OLG Saarbrücken: Unebenheiten und Niveauunterschiede auf Straßen für Fußgänger

OLG Saarbrücken zum Verkehrsrecht

von Jürgen Zimmermann, Rechtsanwalt

Zusammenfassung:

1. In Bezug auf die Frage, in welchem Umfang Fußgänger Unebenheiten und Niveauunterschiede auf Straßen, Plätzen und Gehwegen hinnehmen müssen, ist für schematische Betrachtungen und starre Grenzen in der Regel kein Raum.

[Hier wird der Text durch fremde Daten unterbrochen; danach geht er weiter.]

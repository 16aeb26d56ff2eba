//! Integration tests for delivery over HTTP.
//!
//! Runs the full client pipeline against a wiremock collector and checks
//! the request shape, status mapping and send state updates.

#![allow(clippy::expect_used)]
#![allow(clippy::unwrap_used)]

use std::time::Duration;

use flare_core::{EventOptions, Scope};
use flare_delivery::{
    auth::client_identifier, send_state::SendHealth, Client, Configuration, DeliveryError,
    Encoding, SendOutcome, Settings,
};
use flare_testing::MockCollector;
use tracing_test::traced_test;

fn http_client(collector: &MockCollector, encoding: Encoding) -> Client {
    let config = Configuration::new(&collector.dsn()).unwrap().with_encoding(encoding);
    Client::new(config).expect("http client should build")
}

#[tokio::test]
async fn gzip_event_reaches_collector() {
    let collector = MockCollector::start().await;
    collector.accept_events().await;
    let client = http_client(&collector, Encoding::Gzip);

    let sent = client
        .capture_message("deploy finished", &Scope::new(), EventOptions::new())
        .await
        .unwrap()
        .expect("event should be sent");

    let received = collector.received_events().await;
    assert_eq!(received.len(), 1);

    let request = &received[0];
    assert_eq!(request.content_type.as_deref(), Some("application/octet-stream"));

    let auth = request.auth_header.as_deref().unwrap();
    assert!(auth.starts_with("Sentry sentry_version=7, "));
    assert!(auth.contains(&format!("sentry_client={}", client_identifier())));
    assert!(auth.contains("sentry_key=public"));
    assert!(auth.ends_with("sentry_secret=secret"));

    let hash = request.decode().unwrap();
    assert_eq!(hash["message"], "deploy finished");
    assert_eq!(hash["event_id"], sent.event_id.to_string());
}

#[tokio::test]
async fn plain_json_event_reaches_collector() {
    let collector = MockCollector::start().await;
    collector.accept_events().await;
    let client = http_client(&collector, Encoding::None);

    client.capture_message("plain", &Scope::new(), EventOptions::new()).await.unwrap();

    let received = collector.received_events().await;
    assert_eq!(received[0].content_type.as_deref(), Some("application/json"));
    assert_eq!(received[0].decode().unwrap()["message"], "plain");
}

#[tokio::test]
async fn rejection_detail_comes_from_error_header() {
    let collector = MockCollector::start().await;
    collector.reject_events(400, "invalid event payload").await;
    let client = http_client(&collector, Encoding::None);

    let event = flare_core::Event::from_message("bad", EventOptions::new());
    let outcome = client.send_event(event, &flare_core::Hint::default()).await.unwrap();

    match outcome {
        SendOutcome::Failed(DeliveryError::ClientError { status_code, body }) => {
            assert_eq!(status_code, 400);
            assert_eq!(body, "invalid event payload");
        },
        other => panic!("expected client error, got {other:?}"),
    }
}

#[tokio::test]
async fn rate_limit_suppresses_following_sends() {
    let collector = MockCollector::start().await;
    collector.rate_limit(Duration::from_secs(60)).await;
    let client = http_client(&collector, Encoding::None);

    let first = client.capture_message("one", &Scope::new(), EventOptions::new()).await.unwrap();
    let second = client.capture_message("two", &Scope::new(), EventOptions::new()).await.unwrap();

    assert!(first.is_none());
    assert!(second.is_none());
    collector.assert_event_count(1).await;

    let stats = client.send_state().stats().await;
    assert_eq!(stats.health, SendHealth::Suppressed);
    assert_eq!(stats.retry_after, Some(Duration::from_secs(60)));
}

#[tokio::test]
async fn server_errors_count_towards_threshold() {
    let collector = MockCollector::start().await;
    collector.reject_events(503, "maintenance").await;
    let client = http_client(&collector, Encoding::None);

    for _ in 0..5 {
        client.capture_message("retrying", &Scope::new(), EventOptions::new()).await.unwrap();
    }

    collector.assert_event_count(3).await;
    assert_eq!(client.send_state().stats().await.health, SendHealth::Suppressed);
}

#[tokio::test]
async fn slow_collector_times_out() {
    let collector = MockCollector::start().await;
    collector.respond_slowly(Duration::from_secs(5)).await;

    let settings = Settings {
        dsn: Some(collector.dsn()),
        timeout_seconds: 1,
        ..Settings::default()
    };
    let client = Client::new(settings.to_configuration().unwrap()).unwrap();

    let event = flare_core::Event::from_message("slow", EventOptions::new());
    let outcome = client.send_event(event, &flare_core::Hint::default()).await.unwrap();

    assert!(matches!(outcome, SendOutcome::Failed(DeliveryError::Timeout { timeout_seconds: 1 })));
}

#[tokio::test]
#[traced_test]
async fn unreachable_collector_logs_one_line_per_failed_send() {
    let port = {
        let listener = std::net::TcpListener::bind("127.0.0.1:0").unwrap();
        listener.local_addr().unwrap().port()
    };
    let config = Configuration::new(&format!("http://public@127.0.0.1:{port}/1")).unwrap();
    let client = Client::builder(config).failure_threshold(1).build().unwrap();

    let outcome = client
        .send_event(
            flare_core::Event::from_message("offline", EventOptions::new()),
            &flare_core::Hint::from_message("offline"),
        )
        .await
        .unwrap();

    assert!(matches!(outcome, SendOutcome::Failed(DeliveryError::NetworkError { .. })));
    assert_eq!(client.send_state().stats().await.health, SendHealth::Suppressed);
    logs_assert(|lines: &[&str]| {
        let loud = lines
            .iter()
            .filter(|line| line.contains(" WARN ") || line.contains(" ERROR "))
            .count();
        match loud {
            1 => Ok(()),
            n => Err(format!("expected one warn/error line, got {n}")),
        }
    });
}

2. Vielmehr ist die Gefährdung des Verkehrs immer im Zusammenhang mit den konkreten Umständen der Örtlichkeit zu sehen und im Hinblick darauf die Frage zu beurteilen, ob die konkrete Gefahrenquelle eine Verletzung der Verkehrssicherungspflicht des Trägers der Straßenbaulast begründet.

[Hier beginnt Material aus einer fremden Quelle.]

//! Error types for event delivery.
//!
//! Covers configuration problems detected at construction, transport
//! failures absorbed by the client, and serialization failures that indicate
//! a broken event and are surfaced to the caller.

use std::{fmt, time::Duration};

use flare_core::CoreError;
use thiserror::Error;

/// Result type alias for delivery operations.
pub type Result<T> = std::result::Result<T, DeliveryError>;

/// Error types for the delivery pipeline.
#[derive(Debug, Clone, Error)]
pub enum DeliveryError {
    /// Invalid DSN, unsupported transport scheme or bad settings.
    #[error("invalid configuration: {message}")]
    ConfigurationError {
        /// Configuration error message
        message: String,
    },

    /// Network-level connectivity failure.
    #[error("network connection failed: {message}")]
    NetworkError {
        /// Error message describing the network failure
        message: String,
    },

    /// Request timeout exceeded.
    #[error("request timeout after {timeout_seconds}s")]
    Timeout {
        /// Number of seconds before the request timed out
        timeout_seconds: u64,
    },

    /// Collector rejected the event (4xx).
    #[error("collector rejected event: HTTP {status_code}: {body}")]
    ClientError {
        /// HTTP status code (4xx)
        status_code: u16,
        /// Error detail from the collector
        body: String,
    },

    /// Collector failed to process the event (5xx).
    #[error("collector error: HTTP {status_code}: {body}")]
    ServerError {
        /// HTTP status code (5xx)
        status_code: u16,
        /// Error detail from the collector
        body: String,
    },

    /// Collector asked us to back off.
    #[error("rate limited: retry after {retry_after_seconds}s")]
    RateLimited {
        /// Seconds to wait before sending again
        retry_after_seconds: u64,
    },

    /// Local write failed (stdout transport).
    #[error("write failed: {message}")]
    IoError {
        /// I/O error message
        message: String,
    },

    /// The async dispatch hook refused the event.
    #[error("async dispatch failed: {message}")]
    AsyncDispatch {
        /// Error reported by the hook
        message: String,
    },

    /// Event could not be serialized or encoded.
    #[error("event serialization failed: {message}")]
    Serialization {
        /// Serialization error message
        message: String,
    },
}

impl DeliveryError {
    /// Creates a configuration error.
    pub fn configuration(message: impl Into<String>) -> Self {
        Self::ConfigurationError { message: message.into() }
    }

    /// Creates a network error from a message.
    pub fn network(message: impl Into<String>) -> Self {
        Self::NetworkError { message: message.into() }
    }

    /// Creates a timeout error.
    pub fn timeout(timeout_seconds: u64) -> Self {
        Self::Timeout { timeout_seconds }
    }

    /// Creates a client error from an HTTP response.
    pub fn client_error(status_code: u16, body: impl Into<String>) -> Self {
        Self::ClientError { status_code, body: body.into() }
    }

    /// Creates a server error from an HTTP response.
    pub fn server_error(status_code: u16, body: impl Into<String>) -> Self {
        Self::ServerError { status_code, body: body.into() }
    }

    /// Creates a rate limit error.
    pub fn rate_limited(retry_after_seconds: u64) -> Self {
        Self::RateLimited { retry_after_seconds }
    }

    /// Creates an I/O error.
    pub fn io(message: impl Into<String>) -> Self {
        Self::IoError { message: message.into() }
    }

    /// Creates an async dispatch error.
    pub fn async_dispatch(message: impl Into<String>) -> Self {
        Self::AsyncDispatch { message: message.into() }
    }

    /// Creates a serialization error.
    pub fn serialization(message: impl Into<String>) -> Self {
        Self::Serialization { message: message.into() }
    }

    /// Whether this error came out of a delivery attempt and should count
    /// against the send gate.
    pub fn is_delivery_failure(&self) -> bool {
        match self {
            Self::NetworkError { .. }
            | Self::Timeout { .. }
            | Self::ClientError { .. }
            | Self::ServerError { .. }
            | Self::RateLimited { .. }
            | Self::IoError { .. }
            | Self::AsyncDispatch { .. } => true,

            Self::ConfigurationError { .. } | Self::Serialization { .. } => false,
        }
    }

    /// Back-off requested by the collector, if any.
    pub fn retry_after(&self) -> Option<Duration> {
        match self {
            Self::RateLimited { retry_after_seconds } => {
                Some(Duration::from_secs(*retry_after_seconds))
            },
            _ => None,
        }
    }
}

impl From<CoreError> for DeliveryError {
    fn from(error: CoreError) -> Self {
        Self::serialization(error.to_string())
    }
}

/// Category of delivery error for log fields.
#[derive(Debug, Clone, Copy, PartialEq, Eq)]
pub enum ErrorCategory {
    /// Network connectivity issues.
    Network,
    /// Collector rejected the payload (4xx).
    Client,
    /// Collector errors (5xx).
    Server,
    /// Rate limiting.
    RateLimit,
    /// Local I/O.
    Io,
    /// Async hand-off.
    Dispatch,
    /// Configuration problems.
    Configuration,
    /// Serialization of the event.
    Serialization,
}

impl From<&DeliveryError> for ErrorCategory {
    fn from(error: &DeliveryError) -> Self {
        match error {
            DeliveryError::NetworkError { .. } | DeliveryError::Timeout { .. } => Self::Network,
            DeliveryError::ClientError { .. } => Self::Client,
            DeliveryError::ServerError { .. } => Self::Server,
            DeliveryError::RateLimited { .. } => Self::RateLimit,
            DeliveryError::IoError { .. } => Self::Io,
            DeliveryError::AsyncDispatch { .. } => Self::Dispatch,
            DeliveryError::ConfigurationError { .. } => Self::Configuration,
            DeliveryError::Serialization { .. } => Self::Serialization,
        }
    }
}

impl fmt::Display for ErrorCategory {
    fn fmt(&self, f: &mut fmt::Formatter<'_>) -> fmt::Result {
        match self {
            Self::Network => write!(f, "network"),
            Self::Client => write!(f, "client"),
            Self::Server => write!(f, "server"),
            Self::RateLimit => write!(f, "rate_limit"),
            Self::Io => write!(f, "io"),
            Self::Dispatch => write!(f, "dispatch"),
            Self::Configuration => write!(f, "configuration"),
            Self::Serialization => write!(f, "serialization"),
        }
    }
}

OLG Saarbrücken, Urt. v. 26.11.2015 – 4 U 110/14

Das OLG ist der Ansicht, dass das Erstgericht im Hinblick auf die Haftung der öffentlichen Träger für Verkehrssicherungspflichten von den richtigen Grundsätzen ausgegangen ist, diese jedoch im Einzelfall fehlerhaft angewandt wurden. Der Umfang der Verkehrssicherungspflicht wird von Art und Häufigkeit der Benutzung des Verkehrsweges entscheiden bestimmt. Dazu hat das LG festgestellt, dass es sich bei dem Unfallort um eine für den Fußgängerverkehr wesentlich Straße handelt, die sehr stark frequentiert wird. Diese Tatsache und das sich aus den Akten ergebende Erscheinungsbild sowie die Beschädigung des Bordsteins reichen alleine jedoch nicht aus, um eine Verkehrssicherungsplichtverletzung durch die Beklagte anzunehmen. Das OLG geht dagegen, aufgrund von zuverlässiger Ortskunde und der Kenntnis von der vorherrschenden Beleuchtungssituation, davon aus, dass an der konkreten Unfallstelle zu der behaupteten Uhr- und Jahreszeit der Ausfall des Bordsteins für einen aufmerksam Fußgänger des Gehwegs bei der gebotenen Aufmerksamkeit ohne weiteres erkennbar war, und dass ein Ausweichen nach links ohne Mühe möglich und beherrschbar gewesen wäre. Das OLG meint, dass auf die Frage, in welchem Umfang Fußgänger Unebenheiten und Niveauunterschiede auf Straßen, Plätzen und Gehwegen hinnehmen müssen, für schematische Betrachtungen und starre Grenzen in der Regel kein Raum ist. Vielmehr muss unter Berücksichtigung der Besonderheiten des Einzelfalls geprüft werden, ob ein verkehrsunsicherer Zustand vorliegt. Ein für sich alleine genommener unerheblicher Höhenunterschied kann im Einzelfall durch das Zusammenwirken mit anderen Umständen einer Verkehrssicherungspflicht auslösen. Umgekehrt kann auch ein erheblicherer Höhenunterschied hinnehmbar sein, wenn die Unfallstelle im Übrigen aufgrund der Besonderheiten des Einzelfalls als erkennbar und ohne große Mühe beherrschbar einzustufen ist. In der Konsequenz darf nicht lediglich auf den Höhenunterschied oder das Ausmaß der Beschädigung abgestellt werde; vielmehr ist die hierdurch bedingte Gefährdung des Verkehrs immer im Zusammenhang mit den übrigen konkreten Umständen der Örtlichkeit wie bspw. deren Verkehrsbedeutung, der Beleuchtungssituation und der genauen Lage der Schadstelle im Verkehrsweg, zu betrachten und im Hinblick darauf die Frage zu beurteilen, ob die konkrete Gefahrenquelle eine Verletzung der Verkehrssicherungspflicht des Trägers der Straßenbaulast begründet.